Existing law, until 2023, defines “injury” for purposes of workers’ compensation insurance to include illness or death resulting from the 2019 novel coronavirus disease (COVID-19) under specified circumstances, and creates a disputable presumption, as specified, that the injury arose out of the course of employment and is compensable. This presumption is applicable to specified public safety, firefighter, and medical occupation, among others, as specified.
Existing law prescribes various requirements for the organization and administration of public retirement systems, which typically provide pension, disability, and death benefits to their members. These systems are governed by their boards of administration, to which the California Constitution grants the sole and exclusive responsibility to administer the system in a manner that will ensure
prompt delivery of benefits and related services.
Existing law provides that participants in certain membership categories may be entitled to special benefits if death or disability arises in the course of employment. The California Public Employees’ Pension Reform Act of 2013 (PEPRA) generally requires a public retirement system, as defined, to modify its plan or plans to comply with that act and establishes, among other things, limits on defined benefit formulas and caps on pensionable compensation.

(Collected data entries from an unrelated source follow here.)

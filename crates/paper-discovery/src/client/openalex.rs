//! OpenAlex adapter (secondary provider).

use reqwest::header::HeaderMap;
use reqwest_middleware::ClientWithMiddleware;

use super::{PaperSource, build_http_client, current_year, read_json};
use crate::config::{Config, search};
use crate::error::ClientResult;
use crate::models::{Candidate, OaWorksResponse};

/// OpenAlex works search adapter. No retries: it is itself the fallback.
#[derive(Clone)]
pub struct OpenAlexSource {
    client: ClientWithMiddleware,
    base_url: String,
    mailto: Option<String>,
}

impl OpenAlexSource {
    /// Create the adapter from service configuration.
    ///
    /// # Errors
    ///
    /// Returns error if the HTTP client cannot be built.
    pub fn new(config: &Config) -> anyhow::Result<Self> {
        let client = build_http_client(
            HeaderMap::new(),
            config.secondary_timeout,
            config.connect_timeout,
            None,
        )?;

        Ok(Self {
            client,
            base_url: config.secondary_endpoint.trim_end_matches('/').to_string(),
            mailto: config.openalex_mailto.clone(),
        })
    }

    /// Query string sent for a topic.
    #[must_use]
    pub fn query_for(topic: &str) -> String {
        format!("{} {}", topic.trim(), search::SECONDARY_QUERY_SUFFIX)
    }

    /// Raw works search, most-cited first, abstracts only.
    ///
    /// # Errors
    ///
    /// Returns error on transport failure, a non-success status, or a
    /// malformed body.
    pub async fn search_raw(&self, query: &str, limit: u32) -> ClientResult<OaWorksResponse> {
        let url = format!("{}/works", self.base_url);
        let mut params = vec![
            ("search", query.to_string()),
            ("filter", "has_abstract:true".to_string()),
            ("per-page", limit.to_string()),
            ("sort", "cited_by_count:desc".to_string()),
        ];
        if let Some(mailto) = &self.mailto {
            params.push(("mailto", mailto.clone()));
        }

        let response = self.client.get(&url).query(&params).send().await?;
        read_json(response).await
    }
}

#[async_trait::async_trait]
impl PaperSource for OpenAlexSource {
    fn name(&self) -> &'static str {
        "openalex"
    }

    async fn search(&self, topic: &str, limit: u32) -> ClientResult<Vec<Candidate>> {
        let query = Self::query_for(topic);
        let result = self.search_raw(&query, limit).await?;
        let year = current_year();

        let fetched = result.results.len();
        let candidates: Vec<Candidate> = result
            .results
            .into_iter()
            .map(|work| work.into_candidate(year))
            .filter(|c| c.record.is_citable())
            .collect();

        tracing::debug!(source = self.name(), fetched, usable = candidates.len(), "OpenAlex search complete");
        Ok(candidates)
    }
}

impl std::fmt::Debug for OpenAlexSource {
    fn fmt(&self, f: &mut std::fmt::Formatter<'_>) -> std::fmt::Result {
        f.debug_struct("OpenAlexSource")
            .field("base_url", &self.base_url)
            .field("has_mailto", &self.mailto.is_some())
            .finish()
    }
}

This bill, until January 1, 2023, would create a presumption, applicable to the retirement systems that PEPRA regulates and to specified members in those systems, that would be applied to disability retirements on the basis, in whole or in part, of a COVID-19-related illness. In this circumstance, the bill would require that it be presumed the disability arose out of, or in the course of, the member’s employment. The bill
would authorize the presumption to be rebutted by evidence to the contrary, but unless controverted, the applicable governing board of a public retirement system would be required to find in accordance with the presumption. The bill would apply this presumption to members employed in specified firefighter, public safety officer, and health care job classifications, or their functional equivalents, and to members in other job classifications who test positive for COVID-19 during an outbreak of the disease at their places of employment, as defined.